Low-dose vaginal misoprostol is a safe and effective method for cervical ripening to induce labor in outpatient settings, according to a systematic review led by Joanne Stone, MD, Chair of the Raquel and Jaime Gilinski Department of Obstetrics, Gynecology and Reproductive Science at the Icahn School of Medicine at Mount Sinai.
“With rates of labor induction increasing, it’s important to know which methods are safest and most effective at shortening the time to delivery,” Dr. Stone says.
More than 27 percent of pregnant patients in the United States had pharmacologically or mechanically induced labor in 2018, compared to less than 10 percent in 1990. In 2018, the results of a randomized trial of induction versus expectant management showed that labor induction resulted in a lower frequency of Cesarean deliveries.
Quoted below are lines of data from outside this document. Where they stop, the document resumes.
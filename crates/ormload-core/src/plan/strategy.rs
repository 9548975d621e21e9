//! Fetch strategies.

use serde::{Deserialize, Serialize};

/// When an association is loaded.
#[derive(Debug, Clone, Copy, PartialEq, Eq, Hash, Serialize, Deserialize)]
#[serde(rename_all = "snake_case")]
pub enum FetchTiming {
    /// Loaded together with its owner.
    Immediate,
    /// Loaded on first access.
    Delayed,
}

/// How an association is loaded.
#[derive(Debug, Clone, Copy, PartialEq, Eq, Hash, Default, Serialize, Deserialize)]
#[serde(rename_all = "snake_case")]
pub enum FetchStyle {
    /// Outer join in the owner's statement.
    Join,
    /// Separate select per owner.
    #[default]
    Select,
    /// Separate select reusing the owner query as a subquery.
    Subselect,
    /// Separate select per batch of owners.
    Batch,
}

/// Timing plus style.
#[derive(Debug, Clone, Copy, PartialEq, Eq, Hash, Serialize, Deserialize)]
pub struct FetchStrategy {
    pub timing: FetchTiming,
    pub style: FetchStyle,
}

impl FetchStrategy {
    pub const IMMEDIATE_JOIN: FetchStrategy = FetchStrategy::new(FetchTiming::Immediate, FetchStyle::Join);
    pub const DELAYED_SELECT: FetchStrategy = FetchStrategy::new(FetchTiming::Delayed, FetchStyle::Select);

    pub const fn new(timing: FetchTiming, style: FetchStyle) -> Self {
        Self { timing, style }
    }

    /// Strategy implied by a mapped fetch style and laziness. Join fetching
    /// is always immediate.
    pub fn from_mapping(style: FetchStyle, lazy: bool) -> Self {
        let timing = if style == FetchStyle::Join || !lazy {
            FetchTiming::Immediate
        } else {
            FetchTiming::Delayed
        };
        Self { timing, style }
    }

    /// Whether the fetch is folded into the owner's SQL statement.
    pub fn is_join_fetched(&self) -> bool {
        self.style == FetchStyle::Join && self.timing == FetchTiming::Immediate
    }

    /// Whether the fetch is a deferred subselect fetch.
    pub fn is_subselect(&self) -> bool {
        self.style == FetchStyle::Subselect && self.timing != FetchTiming::Immediate
    }
}

#[cfg(test)]
mod tests {
    use super::*;

    #[test]
    fn test_from_mapping() {
        assert!(FetchStrategy::from_mapping(FetchStyle::Join, true).is_join_fetched());
        let select = FetchStrategy::from_mapping(FetchStyle::Select, true);
        assert_eq!(select, FetchStrategy::DELAYED_SELECT);
        assert!(!select.is_join_fetched());
        let eager = FetchStrategy::from_mapping(FetchStyle::Select, false);
        assert_eq!(eager.timing, FetchTiming::Immediate);
    }

    #[test]
    fn test_subselect_detection() {
        assert!(FetchStrategy::from_mapping(FetchStyle::Subselect, true).is_subselect());
        assert!(!FetchStrategy::from_mapping(FetchStyle::Subselect, false).is_subselect());
        assert!(!FetchStrategy::IMMEDIATE_JOIN.is_subselect());
    }
}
Yet while several systematic reviews have summarized the research on outpatient cervical ripening, the studies did not reach a consensus about which methods are safest and most effective.
To address that gap in understanding, Dr. Stone, and Rachel Meislin, MD, Assistant Professor of Obstetrics, Gynecology and Reproductive Science, joined colleagues from multiple institutions to evaluate outpatient methods of cervical ripening in labor induction. Their findings were published in the American Journal of Obstetrics & Gynecology in July 2023.
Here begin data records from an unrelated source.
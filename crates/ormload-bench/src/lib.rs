//! ormload benchmark suite
//!
//! Criterion benchmarks for the two halves of a load:
//!
//! - **Details**: plan building, alias resolution and SQL rendering
//! - **Load**: statement execution and row reading against SQLite

pub mod fixtures;
pub mod harness;

pub use fixtures::{blog_registry, Scale};
pub use harness::TestContext;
Dr. Stone, Dr. Meislin, and their colleagues conducted a systematic review and network meta-analysis to assess the safety and efficacy of the most common methods for outpatient cervical ripening. Their analysis included data from 42 randomized controlled trials, which included 6,093 patients. Using a network meta-analysis approach enabled the researchers to make indirect comparisons across trials, allowing for a more comprehensive assessment of the various cervical ripening methods in clinical use.
“By using this outpatient protocol for cervical ripening and labor induction, women with low-risk pregnancies can get closer to labor while in the comfort of their homes, without an increased risk of C-sections.”
Joanne Stone, MD
Those methods included acupressure, amniotomy, castor oil, cervical dinoprostone, vaginal dinoprostone, vaginal estrogen cream, oral hyoscine, sweeping of membranes, 200 mg oral mifepristone, 400 mg oral mifepristone, 50 mg oral mifepristone, 100 μg oral misoprostol, primrose oil, vaginal isosorbide mononitrate, 25 μg vaginal misoprostol, 50 μg vaginal misoprostol, and placebo or no treatment.
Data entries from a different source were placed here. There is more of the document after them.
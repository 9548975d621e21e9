//! Mapping and data generation for benchmarks.
//!
//! Data is deterministic so runs are comparable.

use ormload_core::dialect::Dialect;
use ormload_core::mapping::{AssociationDef, CollectionSemantics, ElementDef, IdentifierDef, PropertyDef};
use ormload_core::{CollectionPersister, EntityPersister, LoaderSettings, MappingRegistry, ValueType};
use rusqlite::{params, Connection};

/// Scale factor for benchmark data generation.
#[derive(Clone, Copy, Debug, Default)]
pub enum Scale {
    /// 10 users, 2 posts each
    Tiny,
    /// 100 users, 5 posts each
    Small,
    #[default]
    Medium,
}

impl Scale {
    /// Number of users.
    pub fn count(&self) -> usize {
        match self {
            Scale::Tiny => 10,
            Scale::Small => 100,
            Scale::Medium => 2_000,
        }
    }

    pub fn posts_per_user(&self) -> usize {
        match self {
            Scale::Tiny => 2,
            Scale::Small | Scale::Medium => 5,
        }
    }

    pub fn comments_per_post(&self) -> usize {
        match self {
            Scale::Tiny => 1,
            Scale::Small => 3,
            Scale::Medium => 2,
        }
    }
}

/// Blog mapping: users own posts and tags, posts own comments.
pub fn blog_registry(dialect: Dialect, settings: LoaderSettings) -> MappingRegistry {
    let registry = MappingRegistry::builder(dialect)
        .with_settings(settings)
        .with_entity(
            EntityPersister::new("User", "users", IdentifierDef::new("id", "id", ValueType::Long))
                .with_property(PropertyDef::basic("name", "name", ValueType::String))
                .with_property(PropertyDef::basic("email", "email", ValueType::String))
                .with_property(PropertyDef::collection("posts", "User.posts"))
                .with_property(PropertyDef::collection("tags", "User.tags")),
        )
        .with_entity(
            EntityPersister::new("Post", "posts", IdentifierDef::new("id", "id", ValueType::Long))
                .with_property(PropertyDef::basic("title", "title", ValueType::String))
                .with_property(PropertyDef::basic("views", "views", ValueType::Long))
                .with_property(PropertyDef::many_to_one(
                    "author",
                    AssociationDef::new("User", vec!["author_id".into()]),
                ))
                .with_property(PropertyDef::collection("comments", "Post.comments")),
        )
        .with_entity(
            EntityPersister::new("Comment", "comments", IdentifierDef::new("id", "id", ValueType::Long))
                .with_property(PropertyDef::basic("body", "body", ValueType::String))
                .with_property(PropertyDef::many_to_one(
                    "post",
                    AssociationDef::new("Post", vec!["post_id".into()]),
                )),
        )
        .with_collection(
            CollectionPersister::new(
                "User.posts",
                "User",
                vec!["author_id".into()],
                ElementDef::OneToMany {
                    entity: "Post".into(),
                    columns: Vec::new(),
                },
            )
            .with_semantics(CollectionSemantics::Set),
        )
        .with_collection(
            CollectionPersister::new(
                "Post.comments",
                "Post",
                vec!["post_id".into()],
                ElementDef::OneToMany {
                    entity: "Comment".into(),
                    columns: Vec::new(),
                },
            )
            .with_semantics(CollectionSemantics::Set),
        )
        .with_collection(
            CollectionPersister::new(
                "User.tags",
                "User",
                vec!["user_id".into()],
                ElementDef::Basic {
                    column: "tag".into(),
                    value_type: ValueType::String,
                },
            )
            .with_table("user_tags"),
        )
        .build();
    match registry {
        Ok(registry) => registry,
        Err(e) => panic!("blog mapping is invalid: {e}"),
    }
}

/// Insert users, posts, comments and tags for `scale`.
pub fn populate(connection: &Connection, scale: Scale) -> rusqlite::Result<()> {
    connection.execute_batch("begin")?;
    let mut post_id = 0i64;
    let mut comment_id = 0i64;
    for user in 0..scale.count() as i64 {
        connection.execute(
            "insert into users (id, name, email) values (?1, ?2, ?3)",
            params![user, format!("user{user}"), format!("user{user}@example.com")],
        )?;
        for tag in ["rust", "sql"] {
            connection.execute("insert into user_tags (user_id, tag) values (?1, ?2)", params![user, tag])?;
        }
        for _ in 0..scale.posts_per_user() {
            connection.execute(
                "insert into posts (id, title, views, author_id) values (?1, ?2, ?3, ?4)",
                params![post_id, format!("post {post_id}"), post_id * 7 % 1000, user],
            )?;
            for _ in 0..scale.comments_per_post() {
                connection.execute(
                    "insert into comments (id, body, post_id) values (?1, ?2, ?3)",
                    params![comment_id, format!("comment {comment_id}"), post_id],
                )?;
                comment_id += 1;
            }
            post_id += 1;
        }
    }
    connection.execute_batch("commit")
}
Across the methods studied, the researchers found that 25 μg of vaginal misoprostol was most effective in reducing the time from intervention to delivery. Importantly, that protocol did not increase the odds of undesirable outcomes such as cesarean delivery, the need for additional ripening methods, the incidence of a low Apgar score, or uterine hyperstimulation. The team’s analysis also showed that, among the effective methods, 50 mg of oral mifepristone was associated with the lowest odds of Cesarean delivery.
They found that acupressure, castor oil, and primrose oil were the least effective methods in reducing the time to delivery interval and were least effective in reducing rates of cesarean delivery.
Misoprostol is often used off-label for induction in labor and delivery suites, typically in doses of 25 μg to 50 μg. The results of the new analysis indicate a greater role for vaginal misoprostol in the outpatient setting. The researchers also found some evidence to suggest that misoprostol combined with a transcervical Foley catheter may further reduce time to delivery. However, they concluded that more research is needed to evaluate the combined use of those methods.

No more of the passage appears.